Information supplied
=== Section Start ===

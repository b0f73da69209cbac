//! Application state and core logic

use crate::config::TuiConfig;
use crate::platform::{is_ctrl_enter, is_submit};
use crate::state::{AppState, Control, Dialog, DialogKind, Form, FormButton, SessionStats, View};
use crate::submit::{Submission, SubmitTarget};
use crate::ui::{self, FAQ_ENTRIES};
use anyhow::Result;
use crossterm::event::{
    KeyCode, KeyEvent, KeyEventKind, KeyModifiers, MouseButton, MouseEvent, MouseEventKind,
};
use ratatui::layout::Rect;
use std::path::PathBuf;
use std::time::Instant;

/// Terminal size assumed before the first draw (height, width)
const DEFAULT_TERMINAL_SIZE: (u16, u16) = (24, 80);

/// Main application struct
pub struct App {
    /// Current application state
    pub state: AppState,
    /// Whether the app should quit
    quit: bool,
    /// Whether keys go to the form inputs while the form view is shown
    pub form_editing: bool,
    /// Terminal size for hit testing (height, width)
    pub terminal_size: Option<(u16, u16)>,
    /// Loaded user configuration
    config: TuiConfig,
    /// Where configuration changes are written back, if anywhere
    config_path: Option<PathBuf>,
    /// Receiver of validated submissions
    submit_target: Box<dyn SubmitTarget>,
}

impl App {
    /// Create a new App instance
    pub fn new(
        config: TuiConfig,
        config_path: Option<PathBuf>,
        submit_target: Box<dyn SubmitTarget>,
    ) -> Self {
        let mut state = AppState {
            current_view: config.start_view(),
            session: SessionStats::new(config.interaction_milestone(), config.mouse_milestone()),
            ..Default::default()
        };
        if config.is_dark_mode() {
            state.theme = state.theme.toggle();
        }
        state
            .status
            .post("Welcome! Click, hover and type to see events in action.");

        Self {
            form_editing: state.current_view.is_form_view(),
            state,
            quit: false,
            terminal_size: None,
            config,
            config_path,
            submit_target,
        }
    }

    #[cfg(test)]
    pub fn for_tests() -> Self {
        Self::with_submit_target(Box::new(crate::submit::LogSubmitTarget::new()))
    }

    #[cfg(test)]
    pub fn with_submit_target(submit_target: Box<dyn SubmitTarget>) -> Self {
        let mut app = Self::new(TuiConfig::default(), None, submit_target);
        app.terminal_size = Some((30, 100));
        app
    }

    /// Check if the app should quit
    pub fn should_quit(&self) -> bool {
        self.quit
    }

    /// Post a message to the status line
    pub fn post_status(&mut self, message: impl Into<String>) {
        self.state.status.post(message);
    }

    /// Whether the form inputs currently receive keys
    pub fn is_editing_form(&self) -> bool {
        self.form_editing && self.state.current_view.is_form_view()
    }

    /// Full terminal area used for hit testing
    pub fn screen_rect(&self) -> Rect {
        let (height, width) = self.terminal_size.unwrap_or(DEFAULT_TERMINAL_SIZE);
        Rect::new(0, 0, width, height)
    }

    /// Switch the main view
    pub fn switch_view(&mut self, view: View) {
        if self.state.current_view != view {
            tracing::debug!(view = view.label(), "Switching view");
        }
        self.state.current_view = view;
        self.state.selected_index = 0;
        self.state.events.hovered = None;
        self.form_editing = view.is_form_view();
    }

    /// Handle a key event
    pub async fn handle_key(&mut self, key: KeyEvent) -> Result<()> {
        if key.kind == KeyEventKind::Release {
            return Ok(());
        }

        // Dialogs are modal
        if self.state.has_dialog() {
            if matches!(key.code, KeyCode::Enter | KeyCode::Esc) {
                self.state.dismiss_dialog();
            }
            return Ok(());
        }

        if is_ctrl_enter(&key) {
            self.post_status("Ctrl + Enter pressed! Keyboard events are working!");
            return Ok(());
        }

        // Function keys switch views from anywhere
        let target = match key.code {
            KeyCode::F(1) => Some(View::Events),
            KeyCode::F(2) => Some(View::Widgets),
            KeyCode::F(3) => Some(View::Form),
            _ => None,
        };
        if let Some(view) = target {
            self.switch_view(view);
            return Ok(());
        }

        if self.is_editing_form() {
            self.handle_form_key(key).await
        } else {
            self.handle_navigation_key(key).await
        }
    }

    /// Keys outside the form inputs
    async fn handle_navigation_key(&mut self, key: KeyEvent) -> Result<()> {
        match key.code {
            KeyCode::Char('q') => self.quit = true,
            KeyCode::Tab => self.switch_view(self.state.current_view.next()),
            KeyCode::Char('1') => self.switch_view(View::Events),
            KeyCode::Char('2') => self.switch_view(View::Widgets),
            KeyCode::Char('3') => self.switch_view(View::Form),
            KeyCode::Char('j') | KeyCode::Down => self.move_selection(true),
            KeyCode::Char('k') | KeyCode::Up => self.move_selection(false),
            KeyCode::Enter | KeyCode::Char(' ') => {
                if self.state.current_view.is_form_view() {
                    self.form_editing = true;
                } else if let Some(control) = self.state.selected_control() {
                    self.activate(control).await?;
                    self.record_interaction();
                }
            }
            KeyCode::Char('d') => self.activate(Control::DarkModeToggle).await?,
            KeyCode::Char('+') | KeyCode::Char('=') => {
                self.activate(Control::CounterIncrement).await?
            }
            KeyCode::Char('-') => self.activate(Control::CounterDecrement).await?,
            KeyCode::Char('0') => self.activate(Control::CounterReset).await?,
            _ => {}
        }
        Ok(())
    }

    /// Keys while the form inputs have focus
    async fn handle_form_key(&mut self, key: KeyEvent) -> Result<()> {
        if is_submit(&key) {
            return self.submit_form().await;
        }

        let form = &mut self.state.form;
        match key.code {
            KeyCode::Esc => self.form_editing = false,
            KeyCode::Tab | KeyCode::Down => form.next_field(),
            KeyCode::BackTab | KeyCode::Up => form.prev_field(),
            KeyCode::Left if form.is_buttons_row_active() => form.prev_button(),
            KeyCode::Right if form.is_buttons_row_active() => form.next_button(),
            KeyCode::Enter => {
                if form.is_buttons_row_active() {
                    let button = form.selected_button;
                    self.press_form_button(button).await?;
                } else {
                    form.next_field();
                }
            }
            KeyCode::Backspace => {
                form.backspace();
            }
            KeyCode::Char(c)
                if key.modifiers.is_empty() || key.modifiers == KeyModifiers::SHIFT =>
            {
                form.input_char(c);
            }
            _ => {}
        }
        Ok(())
    }

    /// Move the keyboard selection, reporting hover changes on the way
    fn move_selection(&mut self, down: bool) {
        let before = self.state.selected_control();
        if down {
            self.state.move_selection_down();
        } else {
            self.state.move_selection_up();
        }
        let after = self.state.selected_control();
        if before != after {
            self.report_hover_change(before, after);
        }
    }

    /// Handle a mouse event
    pub async fn handle_mouse(&mut self, mouse: MouseEvent) -> Result<()> {
        match mouse.kind {
            MouseEventKind::Down(MouseButton::Left) => {
                if self.state.has_dialog() {
                    return Ok(());
                }
                let screen = self.screen_rect();
                if let Some(control) = ui::control_at(&self.state, screen, mouse.column, mouse.row)
                {
                    if !matches!(control, Control::Sidebar(_)) {
                        self.state.select_control(control);
                    }
                    self.activate(control).await?;
                }
                self.record_interaction();
            }
            MouseEventKind::Moved => {
                if let Some(total) = self.state.session.record_mouse_move() {
                    self.post_status(format!("Mouse has moved {total} times!"));
                }
                let screen = self.screen_rect();
                let hovered = ui::control_at(&self.state, screen, mouse.column, mouse.row);
                let previous = self.state.events.hovered;
                if hovered != previous {
                    self.state.events.hovered = hovered;
                    self.report_hover_change(previous, hovered);
                }
            }
            _ => {}
        }
        Ok(())
    }

    /// Handle a terminal resize
    pub fn handle_resize(&mut self, width: u16, height: u16) {
        self.terminal_size = Some((height, width));
        self.post_status(format!("Window resized to {width}x{height}!"));
    }

    /// Handle the terminal gaining or losing focus
    pub fn handle_focus(&mut self, gained: bool) {
        if gained {
            self.post_status("Welcome back!");
        } else {
            tracing::debug!("Terminal lost focus");
        }
    }

    fn record_interaction(&mut self) {
        if let Some(total) = self.state.session.record_interaction() {
            self.post_status(format!("You've made {total} interactions on this page!"));
        }
    }

    fn report_hover_change(&mut self, from: Option<Control>, to: Option<Control>) {
        if from == Some(Control::HoverButton) {
            self.post_status("Mouse left the hover button!");
        }
        if to == Some(Control::HoverButton) {
            self.post_status("Mouse entered the hover button!");
        }
    }

    /// Run the action behind a control
    pub async fn activate(&mut self, control: Control) -> Result<()> {
        match control {
            Control::Sidebar(view) => self.switch_view(view),
            Control::ClickButton => {
                let clicks = self.state.session.record_click();
                let plural = if clicks == 1 { "" } else { "s" };
                self.post_status(format!("Button clicked {clicks} time{plural}!"));
            }
            Control::HoverButton => self.post_status("You clicked the hover button!"),
            Control::DoubleClickButton => {
                if self.state.events.register_double_press(Instant::now()) {
                    self.post_status("Double click detected!");
                }
            }
            Control::DarkModeToggle => self.toggle_dark_mode(),
            Control::CounterIncrement => {
                let value = self.state.session.increment();
                self.post_status(format!("Counter incremented to {value}"));
            }
            Control::CounterDecrement => {
                let value = self.state.session.decrement();
                self.post_status(format!("Counter decremented to {value}"));
            }
            Control::CounterReset => {
                self.state.session.reset_counter();
                self.post_status("Counter reset to 0");
            }
            Control::Faq(idx) => {
                let question = FAQ_ENTRIES.get(idx).map(|(q, _)| *q).unwrap_or_default();
                if self.state.toggle_faq(idx) {
                    self.post_status(format!("FAQ opened: {question}"));
                } else {
                    self.post_status(format!("FAQ closed: {question}"));
                }
            }
            Control::DropdownToggle => {
                let widgets = &mut self.state.widgets;
                widgets.dropdown_open = !widgets.dropdown_open;
                let message = if widgets.dropdown_open {
                    "Dropdown menu opened"
                } else {
                    "Dropdown menu closed"
                };
                self.post_status(message);
            }
            Control::HiddenToggle => {
                let widgets = &mut self.state.widgets;
                widgets.hidden_revealed = !widgets.hidden_revealed;
                let message = if widgets.hidden_revealed {
                    "Secret interface revealed!"
                } else {
                    "Secret interface hidden"
                };
                self.state.clamp_selection();
                self.post_status(message);
            }
            Control::ShowAlert => {
                self.state.push_dialog(Dialog::new(
                    DialogKind::Info,
                    "Alert",
                    "Hello from the hidden interface!",
                ));
                self.post_status("Alert shown");
            }
            Control::Field(name) => {
                self.state.form.focus(name);
                self.form_editing = true;
            }
            Control::FormButton(button) => {
                self.state.form.focus_button(button);
                self.form_editing = true;
                self.press_form_button(button).await?;
            }
        }
        Ok(())
    }

    fn toggle_dark_mode(&mut self) {
        self.state.theme = self.state.theme.toggle();
        let dark = self.state.theme.is_dark();
        self.post_status(if dark {
            "Dark mode activated!"
        } else {
            "Light mode restored!"
        });

        self.config.dark_mode = Some(dark);
        if let Some(path) = &self.config_path {
            if let Err(err) = self.config.save_to(path) {
                tracing::warn!(path = %path.display(), "Failed to save config: {err:#}");
            }
        }
    }

    async fn press_form_button(&mut self, button: FormButton) -> Result<()> {
        match button {
            FormButton::Reset => {
                self.state.form.reset();
                self.post_status("Form reset");
            }
            FormButton::Submit => self.submit_form().await?,
        }
        Ok(())
    }

    /// Validate every field and hand the values to the submit target
    pub async fn submit_form(&mut self) -> Result<()> {
        if !self.state.form.validate_all() {
            let failed = self.state.form.report().failures().len();
            tracing::info!(failed, "Form submission rejected");
            self.post_status("Form submission failed. Please fix the errors above.");
            self.state.push_dialog(Dialog::new(
                DialogKind::Error,
                "Submission failed",
                "Please fix the highlighted fields and try again.",
            ));
            return Ok(());
        }

        let submission = Submission::from_values(&self.state.form.values());
        match self.submit_target.submit(&submission).await {
            Ok(()) => {
                self.post_status("Form submitted successfully! All validations passed!");
                self.state.push_dialog(Dialog::new(
                    DialogKind::Success,
                    "Submitted",
                    format!("Thanks for signing up, {}!", submission.full_name),
                ));
            }
            Err(err) => {
                tracing::warn!("Submission failed: {err:#}");
                self.post_status("Form submission failed.");
                self.state.push_dialog(Dialog::new(
                    DialogKind::Error,
                    "Submission failed",
                    err.to_string(),
                ));
            }
        }
        Ok(())
    }
}
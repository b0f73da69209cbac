//! Trait abstraction for submission targets to enable mocking in tests

use crate::validation::FormValues;
use anyhow::Result;
use async_trait::async_trait;
use serde::Serialize;
use std::fmt;

/// A form that passed the aggregate gate
#[derive(Clone, Serialize)]
pub struct Submission {
    pub full_name: String,
    pub email: String,
    /// `None` when the optional phone field was left empty
    pub phone: Option<String>,
    pub age: String,
    #[serde(skip_serializing)]
    pub password: String,
}

impl Submission {
    /// Build a submission from trimmed field values. The password is kept as typed.
    pub fn from_values(values: &FormValues) -> Self {
        let phone = values.phone.trim();
        Self {
            full_name: values.full_name.trim().to_string(),
            email: values.email.trim().to_string(),
            phone: (!phone.is_empty()).then(|| phone.to_string()),
            age: values.age.trim().to_string(),
            password: values.password.clone(),
        }
    }
}

impl fmt::Debug for Submission {
    fn fmt(&self, f: &mut fmt::Formatter<'_>) -> fmt::Result {
        f.debug_struct("Submission")
            .field("full_name", &self.full_name)
            .field("email", &self.email)
            .field("phone", &self.phone)
            .field("age", &self.age)
            .field("password", &"<redacted>")
            .finish()
    }
}

/// Receiver of accepted submissions
#[cfg_attr(test, mockall::automock)]
#[async_trait]
pub trait SubmitTarget: Send + Sync {
    /// Hand over a submission that passed validation
    async fn submit(&mut self, submission: &Submission) -> Result<()>;
}
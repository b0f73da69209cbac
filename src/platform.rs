//! Platform-specific key handling

use crossterm::event::{KeyCode, KeyEvent, KeyModifiers};

/// Submit shortcut display for form help text
pub const SUBMIT_SHORTCUT: &str = "Ctrl+S";

/// Ctrl+Enter display for help text
/// - macOS: "Ctrl+Return"
/// - Linux/Windows: "Ctrl+Enter"
#[cfg(target_os = "macos")]
pub const CTRL_ENTER_SHORTCUT: &str = "Ctrl+Return";

#[cfg(not(target_os = "macos"))]
pub const CTRL_ENTER_SHORTCUT: &str = "Ctrl+Enter";

/// Whether `key` is Ctrl+Enter.
///
/// Most terminals without the kitty keyboard protocol deliver Ctrl+Enter
/// as Ctrl+J (line feed), so both are accepted.
pub fn is_ctrl_enter(key: &KeyEvent) -> bool {
    key.modifiers.contains(KeyModifiers::CONTROL)
        && matches!(key.code, KeyCode::Enter | KeyCode::Char('j'))
}

/// Whether `key` is the form submit shortcut
pub fn is_submit(key: &KeyEvent) -> bool {
    key.modifiers.contains(KeyModifiers::CONTROL) && key.code == KeyCode::Char('s')
}
//! Form rendering module
//!
//! - `field_renderer`: Field rendering utilities
//! - `signup_form`: The signup form view

mod field_renderer;
mod signup_form;

pub use signup_form::{draw_signup_form, regions};
//! Signup TUI binary
//!
//! Three views exercise click, hover, double-click and keyboard events,
//! stateful widgets, and a signup form validated on every keystroke.

use anyhow::Result;
use crossterm::{
    event::{
        self, DisableFocusChange, DisableMouseCapture, EnableFocusChange, EnableMouseCapture,
        Event, KeyCode, KeyModifiers,
    },
    execute,
    terminal::{disable_raw_mode, enable_raw_mode, EnterAlternateScreen, LeaveAlternateScreen},
};
use ratatui::{backend::CrosstermBackend, Terminal};
use signup_tui::{app::App, config::TuiConfig, submit::LogSubmitTarget, ui};
use std::io::{self, Stdout};
use std::time::Duration;
use tracing_subscriber::{layer::SubscriberExt, util::SubscriberInitExt};

#[tokio::main]
async fn main() -> Result<()> {
    // Initialize logging
    tracing_subscriber::registry()
        .with(
            tracing_subscriber::EnvFilter::try_from_default_env()
                .unwrap_or_else(|_| "signup_tui=info".into()),
        )
        .with(tracing_subscriber::fmt::layer().with_writer(io::stderr))
        .init();

    // Load config before touching the terminal so errors print normally
    let config_path = TuiConfig::config_path();
    let config = match TuiConfig::load() {
        Ok(config) => config,
        Err(err) => {
            tracing::warn!("Failed to load config, using defaults: {err:#}");
            TuiConfig::default()
        }
    };

    let mut terminal = setup_terminal()?;
    let mut app = App::new(config, config_path, Box::new(LogSubmitTarget::new()));
    let result = run_app(&mut terminal, &mut app).await;
    restore_terminal(&mut terminal)?;

    if let Err(err) = result {
        eprintln!("Error: {err:?}");
        std::process::exit(1);
    }
    Ok(())
}

type Tui = Terminal<CrosstermBackend<Stdout>>;

/// Raw mode, alternate screen, mouse and focus reporting
fn setup_terminal() -> Result<Tui> {
    enable_raw_mode()?;
    let mut stdout = io::stdout();
    execute!(
        stdout,
        EnterAlternateScreen,
        EnableMouseCapture,
        EnableFocusChange
    )?;
    Ok(Terminal::new(CrosstermBackend::new(stdout))?)
}

fn restore_terminal(terminal: &mut Tui) -> Result<()> {
    disable_raw_mode()?;
    execute!(
        terminal.backend_mut(),
        LeaveAlternateScreen,
        DisableMouseCapture,
        DisableFocusChange
    )?;
    terminal.show_cursor()?;
    Ok(())
}

async fn run_app<B: ratatui::backend::Backend>(
    terminal: &mut Terminal<B>,
    app: &mut App,
) -> Result<()> {
    loop {
        // Keep the hit-testing area in sync with the terminal
        let term_size = terminal.size()?;
        app.terminal_size = Some((term_size.height, term_size.width));

        // Expire finished highlights
        app.state.update_animations();

        // Draw the UI
        terminal.draw(|frame| ui::draw(frame, app))?;

        // Faster polling while a highlight is fading (16ms = ~60fps)
        let poll_duration = if app.state.is_animating() {
            Duration::from_millis(16)
        } else {
            Duration::from_millis(100)
        };

        // Handle crossterm events
        if event::poll(poll_duration)? {
            match event::read()? {
                Event::Key(key) => {
                    // Global quit: Ctrl+C
                    if key.code == KeyCode::Char('c')
                        && key.modifiers.contains(KeyModifiers::CONTROL)
                    {
                        return Ok(());
                    }

                    app.handle_key(key).await?;
                }
                Event::Mouse(mouse) => {
                    app.handle_mouse(mouse).await?;
                }
                Event::Resize(width, height) => app.handle_resize(width, height),
                Event::FocusGained => app.handle_focus(true),
                Event::FocusLost => app.handle_focus(false),
                _ => {}
            }
        }

        // Check if app wants to quit
        if app.should_quit() {
            return Ok(());
        }
    }
}
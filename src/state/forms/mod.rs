//! Form domain layer
//!
//! Input fields, their validation indicators and the signup form that
//! binds them to the validation core.

mod field;
mod form_state;

pub use field::{FieldMark, FormField};
pub use form_state::{Form, FormButton, SignupForm};
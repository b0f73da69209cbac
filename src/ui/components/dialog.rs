//! Modal message dialog

use crate::state::{Dialog, DialogKind};
use ratatui::{
    layout::{Constraint, Flex, Layout, Rect},
    style::{Color, Modifier, Style},
    text::{Line, Span},
    widgets::{Block, Borders, Clear, Padding, Paragraph},
    Frame,
};

/// Widest a dialog may grow, borders included
const MAX_DIALOG_WIDTH: u16 = 60;
/// Borders plus one column of padding on each side
const FRAME_WIDTH: u16 = 4;
/// Borders, the blank line under the title and the hint with its spacer
const FRAME_HEIGHT: u16 = 2 + 1 + 2;

fn kind_color(kind: DialogKind) -> Color {
    match kind {
        DialogKind::Info => Color::Cyan,
        DialogKind::Success => Color::Green,
        DialogKind::Error => Color::Red,
    }
}

/// Greedy word wrap; explicit newlines start a new line
fn wrap_words(text: &str, width: usize) -> Vec<String> {
    let mut lines = Vec::new();
    for paragraph in text.split('\n') {
        let mut line = String::new();
        for word in paragraph.split_whitespace() {
            let needed = line.chars().count() + word.chars().count() + 1;
            if !line.is_empty() && needed > width {
                lines.push(std::mem::take(&mut line));
            }
            if !line.is_empty() {
                line.push(' ');
            }
            line.push_str(word);
        }
        lines.push(line);
    }
    lines
}

/// Centre a `width` x `height` box on `screen`, shrinking it to fit
fn centered(screen: Rect, width: u16, height: u16) -> Rect {
    let [row] = Layout::vertical([Constraint::Length(height.min(screen.height))])
        .flex(Flex::Center)
        .areas(screen);
    let [area] = Layout::horizontal([Constraint::Length(width.min(screen.width))])
        .flex(Flex::Center)
        .areas(row);
    area
}

fn hint_line() -> Line<'static> {
    let key = |k: &'static str| {
        Span::styled(
            k,
            Style::default()
                .fg(Color::Cyan)
                .add_modifier(Modifier::BOLD),
        )
    };
    Line::from(vec![
        Span::raw("Press "),
        key("Enter"),
        Span::raw(" or "),
        key("Esc"),
        Span::raw(" to dismiss"),
    ])
}

/// Render a dialog centred over everything else
pub fn render_message_dialog(frame: &mut Frame, dialog: &Dialog) {
    let color = kind_color(dialog.kind);
    let hint = hint_line();

    let text_width = (MAX_DIALOG_WIDTH - FRAME_WIDTH) as usize;
    let lines = wrap_words(&dialog.message, text_width);
    let widest = lines
        .iter()
        .map(|l| l.chars().count())
        .chain([hint.width()])
        .max()
        .unwrap_or(0) as u16;

    let area = centered(
        frame.area(),
        (widest + FRAME_WIDTH).min(MAX_DIALOG_WIDTH),
        lines.len() as u16 + FRAME_HEIGHT,
    );

    let mut content: Vec<Line> = vec![Line::from("")];
    content.extend(lines.into_iter().map(Line::from));
    content.push(Line::from(""));
    content.push(hint);

    let block = Block::default()
        .title(Span::styled(
            format!(" {} ", dialog.title),
            Style::default().fg(color).add_modifier(Modifier::BOLD),
        ))
        .borders(Borders::ALL)
        .border_style(Style::default().fg(color))
        .padding(Padding::horizontal(1));

    frame.render_widget(Clear, area);
    frame.render_widget(
        Paragraph::new(content)
            .block(block)
            .style(Style::default().bg(Color::Black).fg(Color::White)),
        area,
    );
}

=== Section End ===

Work request
Transcribe the records above from the line holding "self.state.select_control(control);" down to the line holding "if hovered != previous", inclusive, without adding anything.

Result
                        self.state.select_control(control);
                    }
                    self.activate(control).await?;
                }
                self.record_interaction();
            }
            MouseEventKind::Moved => {
                if let Some(total) = self.state.session.record_mouse_move() {
                    self.post_status(format!("Mouse has moved {total} times!"));
                }
                let screen = self.screen_rect();
                let hovered = ui::control_at(&self.state, screen, mouse.column, mouse.row);
                let previous = self.state.events.hovered;
                if hovered != previous {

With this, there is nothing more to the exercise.